§ **Task brief**:
The lines to be copied are those below that contain "selection".
———
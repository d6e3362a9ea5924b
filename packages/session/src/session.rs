//! The session container.

use std::collections::BTreeMap;
use std::fmt::Display;
use std::sync::Arc;
use std::time::Duration;

use business_map_boundary::BoundaryIndex;
use business_map_boundary::info::BoundaryInfo;
use business_map_boundary::outline::city_outline_geojson;
use business_map_boundary_models::{BoundaryFeature, BoundaryLevel};
use business_map_business_models::BusinessRecord;
use business_map_filter::{cascade, matching_records, options};
use business_map_filter_models::{
    FilterField, FilterState, RecordQuery, SortDirection, SortOrder, WILDCARD,
};
use business_map_loader::LoadedDatasets;
use business_map_viewport::{Clock, MapViewSync, VisibilityEngine};
use business_map_viewport_models::{BoundingBox, LatLng, MapView, ViewCommand, ViewportState};
use tokio::sync::watch;

use crate::config::SessionConfig;
use crate::event::{MapEvent, UserAction};
use crate::level::{BoundaryLevelMachine, LevelChange};
use crate::snapshot::SessionSnapshot;

/// Zoom ceiling when fitting a district picked from the filters.
const DISTRICT_FIT_MAX_ZOOM: u8 = 13;

/// Zoom ceiling when fitting a sub-district picked from the filters.
const SUB_DISTRICT_FIT_MAX_ZOOM: u8 = 16;

/// Single owner of all mutable map state for one user session.
///
/// Inputs arrive through [`handle_event`](Self::handle_event) and
/// [`dispatch`](Self::dispatch). Each input that changes anything
/// publishes a new [`SessionSnapshot`]. Positioning commands for the map
/// widget queue up until [`take_commands`](Self::take_commands).
///
/// The only deferred work is the debounced visibility recomputation; the
/// host calls [`tick`](Self::tick) at or after
/// [`next_deadline`](Self::next_deadline).
pub struct MapSession {
    config: SessionConfig,
    clock: Arc<dyn Clock>,
    datasets: LoadedDatasets,
    indexes: BTreeMap<BoundaryLevel, Arc<BoundaryIndex>>,
    filters: FilterState,
    query: RecordQuery,
    selected_record: Option<String>,
    viewport: ViewportState,
    levels: BoundaryLevelMachine,
    visibility: VisibilityEngine,
    view_sync: MapViewSync,
    commands: Vec<ViewCommand>,
    snapshots: watch::Sender<Arc<SessionSnapshot>>,
    version: u64,
    ended: bool,
}

impl MapSession {
    /// Starts a session over loaded data.
    ///
    /// Builds one envelope index per loaded boundary level and publishes
    /// the initial snapshot.
    #[must_use]
    pub fn new(config: SessionConfig, datasets: LoadedDatasets, clock: Arc<dyn Clock>) -> Self {
        let indexes: BTreeMap<BoundaryLevel, Arc<BoundaryIndex>> = BoundaryLevel::all()
            .iter()
            .filter_map(|level| {
                datasets.boundaries(*level).map(|features| {
                    (
                        *level,
                        Arc::new(BoundaryIndex::build(*level, Arc::clone(features))),
                    )
                })
            })
            .collect();

        let levels = BoundaryLevelMachine::new(config.zoom, datasets.loaded_levels());
        let visibility = VisibilityEngine::new(config.debounce(), indexes.values().cloned());
        let viewport = ViewportState::at(config.view.initial());

        log::info!(
            "Session started with {} businesses and levels {:?}",
            datasets.records().len(),
            datasets.loaded_levels()
        );

        let mut session = Self {
            config,
            clock,
            datasets,
            indexes,
            filters: FilterState::default(),
            query: RecordQuery::default(),
            selected_record: None,
            viewport,
            levels,
            visibility,
            view_sync: MapViewSync::new(),
            commands: Vec::new(),
            snapshots: watch::Sender::new(Arc::new(SessionSnapshot::empty(viewport))),
            version: 0,
            ended: false,
        };
        session.publish();
        session
    }

    /// Receiver for published snapshots.
    #[must_use]
    pub fn subscribe(&self) -> watch::Receiver<Arc<SessionSnapshot>> {
        self.snapshots.subscribe()
    }

    /// Latest published snapshot.
    #[must_use]
    pub fn snapshot(&self) -> Arc<SessionSnapshot> {
        Arc::clone(&self.snapshots.borrow())
    }

    /// Session configuration.
    #[must_use]
    pub const fn config(&self) -> &SessionConfig {
        &self.config
    }

    /// Current filter selection.
    #[must_use]
    pub const fn filters(&self) -> &FilterState {
        &self.filters
    }

    /// Current search text and sort order.
    #[must_use]
    pub const fn query(&self) -> &RecordQuery {
        &self.query
    }

    /// Last reported viewport.
    #[must_use]
    pub const fn viewport(&self) -> &ViewportState {
        &self.viewport
    }

    /// Active boundary level.
    #[must_use]
    pub const fn level(&self) -> BoundaryLevel {
        self.levels.level()
    }

    /// Records matching the current filters, search and sort.
    #[must_use]
    pub fn records(&self) -> Vec<&BusinessRecord> {
        matching_records(self.datasets.records(), &self.filters, &self.query)
    }

    /// Values offered for `field` under the current selection.
    #[must_use]
    pub fn options(&self, field: FilterField) -> Vec<String> {
        options(self.datasets.records(), &self.filters, field)
    }

    /// Whether the control for `field` is disabled.
    #[must_use]
    pub fn is_disabled(&self, field: FilterField) -> bool {
        cascade::is_disabled(field, &self.filters)
    }

    /// Boundaries to draw at the active level: the whole collection for
    /// the coarse level, the viewport-culled subset otherwise.
    #[must_use]
    pub fn rendered_boundaries(&self) -> Vec<&BoundaryFeature> {
        let level = self.levels.level();
        if level.is_culled() {
            self.visibility.visible_at(level)
        } else {
            self.indexes
                .get(&level)
                .map(|index| index.features().iter().collect())
                .unwrap_or_default()
        }
    }

    /// Overlay labels of the hovered, else selected, boundary.
    #[must_use]
    pub fn boundary_info(&self) -> Option<BoundaryInfo> {
        let key = self.levels.displayed()?;
        let feature = self.indexes.get(&key.level)?.get(&key.id)?;
        Some(BoundaryInfo::for_feature(feature, key.level))
    }

    /// Outline of the whole city as a `GeoJSON` geometry, merged from the
    /// district polygons.
    #[must_use]
    pub fn city_outline(&self) -> Option<serde_json::Value> {
        city_outline_geojson(self.datasets.districts.as_deref()?)
    }

    /// Drains the queued view commands, oldest first.
    pub fn take_commands(&mut self) -> Vec<ViewCommand> {
        std::mem::take(&mut self.commands)
    }

    /// Deadline of the pending visibility recomputation, if any.
    #[must_use]
    pub const fn next_deadline(&self) -> Option<Duration> {
        self.visibility.next_deadline()
    }

    /// Runs deferred work that is due. Returns whether a new snapshot was
    /// published.
    pub fn tick(&mut self) -> bool {
        if self.ended || !self.visibility.tick(self.clock.now()) {
            return false;
        }
        self.publish();
        true
    }

    /// Ends the session: pending work is cancelled and later inputs are
    /// ignored.
    pub fn end(&mut self) {
        self.visibility.dispose();
        self.commands.clear();
        self.ended = true;
        log::debug!("Session ended at version {}", self.version);
    }

    /// Applies a map widget event.
    pub fn handle_event(&mut self, event: MapEvent) {
        if self.ended {
            log::debug!("Ignoring {event:?} after session end");
            return;
        }

        match event {
            MapEvent::ZoomChanged {
                zoom,
                center,
                bounds,
            } => {
                self.viewport.zoom = zoom;
                self.viewport_moved(center, bounds);
            }
            MapEvent::PanChanged { center, bounds } => self.viewport_moved(center, bounds),
            MapEvent::FeatureHovered(key) => {
                if !self.levels.hover(key) {
                    return;
                }
            }
            MapEvent::FeatureSelected(key) => {
                if !self.levels.select(Some(key)) {
                    return;
                }
            }
        }

        self.publish();
    }

    /// Applies a user action from the controls.
    pub fn dispatch(&mut self, action: UserAction) {
        if self.ended {
            log::debug!("Ignoring {action:?} after session end");
            return;
        }

        match action {
            UserAction::SetFilter { field, value } => {
                if !self.set_filter(field, &value) {
                    return;
                }
            }
            UserAction::ResetFilters => {
                self.filters = cascade::reset();
                self.query.search.clear();
                self.selected_record = None;
                self.follow_records();
            }
            UserAction::SetSearch(text) => {
                self.query.search = text;
                self.follow_records();
            }
            UserAction::SortBy(key) => {
                self.query.sort = Some(self.query.sort.map_or(
                    SortOrder {
                        key,
                        direction: SortDirection::Asc,
                    },
                    |order| order.toggled(key),
                ));
            }
            UserAction::SelectRecord { id } => {
                if !self.select_record(&id) {
                    return;
                }
            }
            UserAction::SetForceMedium(force) => {
                let change = self.levels.set_force_medium(force, self.viewport.zoom);
                self.level_changed(change);
            }
        }

        self.publish();
    }

    fn viewport_moved(&mut self, center: LatLng, bounds: BoundingBox) {
        self.viewport.center = center;
        self.viewport.bounds = Some(bounds);
        self.view_sync.viewport_moved(MapView::new(center, self.viewport.zoom));
        self.visibility.viewport_changed(bounds, self.clock.now());
        let change = self.levels.on_zoom(self.viewport.zoom);
        self.level_changed(change);
    }

    fn level_changed(&mut self, change: Option<LevelChange>) {
        if let Some(change) = change {
            self.visibility.set_level(change.to);
        }
    }

    fn set_filter(&mut self, field: FilterField, value: &str) -> bool {
        match cascade::apply(&self.filters, field, value) {
            Ok(next) => self.filters = next,
            Err(e) => {
                self.misuse(&e);
                return false;
            }
        }

        let focused = match field {
            FilterField::District => self.focus_boundary(BoundaryLevel::District, value),
            FilterField::SubDistrict => self.focus_boundary(BoundaryLevel::SubDistrict, value),
            _ => false,
        };
        if !focused {
            self.follow_records();
        }
        true
    }

    /// Selects the boundary named `name` at `level` and fits the map to it.
    /// The wildcard clears the selection and returns to the coarse level.
    /// Returns whether a fit command was issued.
    fn focus_boundary(&mut self, level: BoundaryLevel, name: &str) -> bool {
        if name == WILDCARD {
            let change = self.levels.unfocus();
            self.level_changed(change);
            return false;
        }

        let Some(index) = self.indexes.get(&level) else {
            return false;
        };
        let Some(feature) = index.find_by_name(name) else {
            log::debug!("No {level} boundary named {name:?}");
            return false;
        };
        let key = feature.key();
        let bounds = index.bounds_of(&feature.id);

        let change = self.levels.focus(key);
        self.level_changed(change);

        let Some(bounds) = bounds else {
            return false;
        };
        let max_zoom = if level == BoundaryLevel::District {
            DISTRICT_FIT_MAX_ZOOM
        } else {
            SUB_DISTRICT_FIT_MAX_ZOOM
        };
        if let Some(command) = self.view_sync.fit_bounds(bounds, max_zoom) {
            self.commands.push(command);
        }
        true
    }

    fn select_record(&mut self, id: &str) -> bool {
        let Some(record) = self.datasets.records().iter().find(|r| r.id == id) else {
            self.misuse(&format!("No business record with id {id:?}"));
            return false;
        };

        self.filters = cascade::select_record(record);
        self.selected_record = Some(record.id.clone());
        if let Some(command) = self
            .view_sync
            .fly_to_record(record, self.config.view.fly_to_zoom)
        {
            self.commands.push(command);
        }
        true
    }

    fn follow_records(&mut self) {
        let records = matching_records(self.datasets.records(), &self.filters, &self.query);
        if let Some(command) = self.view_sync.follow_records(&records) {
            self.commands.push(command);
        }
    }

    fn misuse(&self, err: &dyn Display) {
        assert!(!self.config.strict, "Session misuse: {err}");
        log::error!("Session misuse ignored: {err}");
    }

    fn publish(&mut self) {
        self.version += 1;
        let snapshot = SessionSnapshot {
            version: self.version,
            filters: self.filters.clone(),
            disabled: FilterField::all()
                .iter()
                .copied()
                .filter(|field| cascade::is_disabled(*field, &self.filters))
                .collect(),
            query: self.query.clone(),
            record_ids: self.records().iter().map(|r| r.id.clone()).collect(),
            selected_record: self.selected_record.clone(),
            viewport: self.viewport,
            level: self.levels.level(),
            force_medium: self.levels.force_medium(),
            hovered: self.levels.hovered().cloned(),
            selected_boundary: self.levels.selected().cloned(),
            info: self.boundary_info(),
            rendered_boundaries: self
                .rendered_boundaries()
                .iter()
                .map(|f| f.id.clone())
                .collect(),
        };
        self.snapshots.send_replace(Arc::new(snapshot));
    }
}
———
§ **Response to the task**:
    /// Current filter selection.
    /// Values offered for `field` under the current selection.
    /// The wildcard clears the selection and returns to the coarse level.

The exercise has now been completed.